Using the data beneath, show every line that includes the word "stderr".

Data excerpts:
==*==

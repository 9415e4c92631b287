use std::fmt::{Display, Write};

use crate::node::Node;

/// Render the subtree rooted at `n` rotated 90° anticlockwise, one value per
/// line, indented by one tab per level (the root is at level 1).
///
/// The right subtree is written first, so reading top to bottom yields the
/// values in descending order and the root appears on the left.
pub(crate) fn dump<T, W, F, D>(n: Option<&Node<T>>, buf: &mut W, render: &F) -> std::fmt::Result
where
    W: Write,
    F: Fn(&T) -> D,
    D: Display,
{
    recurse(n, 1, buf, render)
}

fn recurse<T, W, F, D>(n: Option<&Node<T>>, level: usize, buf: &mut W, render: &F) -> std::fmt::Result
where
    W: Write,
    F: Fn(&T) -> D,
    D: Display,
{
    let Some(n) = n else {
        return Ok(());
    };

    recurse(n.right(), level + 1, buf, render)?;

    for _ in 0..level {
        buf.write_char('\t')?;
    }
    writeln!(buf, "{}", render(n.value()))?;

    recurse(n.left(), level + 1, buf, render)
}
//! Count the frequency of each word in a file, then answer queries about the
//! counts read from stdin.

mod cli;
mod session;
mod words;

use std::io;

use anyhow::Context;
use clap::Parser;
use tracing::info;
use tracing_subscriber::EnvFilter;

use crate::cli::Cli;

fn init_tracing(cli: &Cli) {
    // --quiet disables all logs, --verbose honours RUST_LOG if set and
    // otherwise shows debug logs. By default only warnings are shown.
    let filter = if cli.quiet {
        EnvFilter::new("off")
    } else if cli.verbose {
        EnvFilter::try_from_default_env().unwrap_or_else(|_| "debug".into())
    } else {
        EnvFilter::new("warn")
    };

    tracing_subscriber::fmt()
        .with_env_filter(filter)
        .with_target(true)
        .with_writer(io::stderr)
        .init();
}

fn main() -> anyhow::Result<()> {
    let cli = Cli::parse();
    init_tracing(&cli);

    let input = std::fs::read_to_string(&cli.file)
        .with_context(|| format!("cannot open file [{}]", cli.file.display()))?;

    let mut tree = words::new_tree(cli.node_limit);
    let tally = words::count_words(&mut tree, &input);
    info!(
        words = tally.words,
        distinct = tally.distinct,
        dropped = tally.dropped,
        height = tree.height(),
        "counted words"
    );

    session::run(tree, io::stdin().lock(), io::stdout().lock(), io::stderr())
        .context("session failed")
}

==*==

_TASK ANSWER_
        .with_writer(io::stderr)
    session::run(tree, io::stdin().lock(), io::stdout().lock(), io::stderr())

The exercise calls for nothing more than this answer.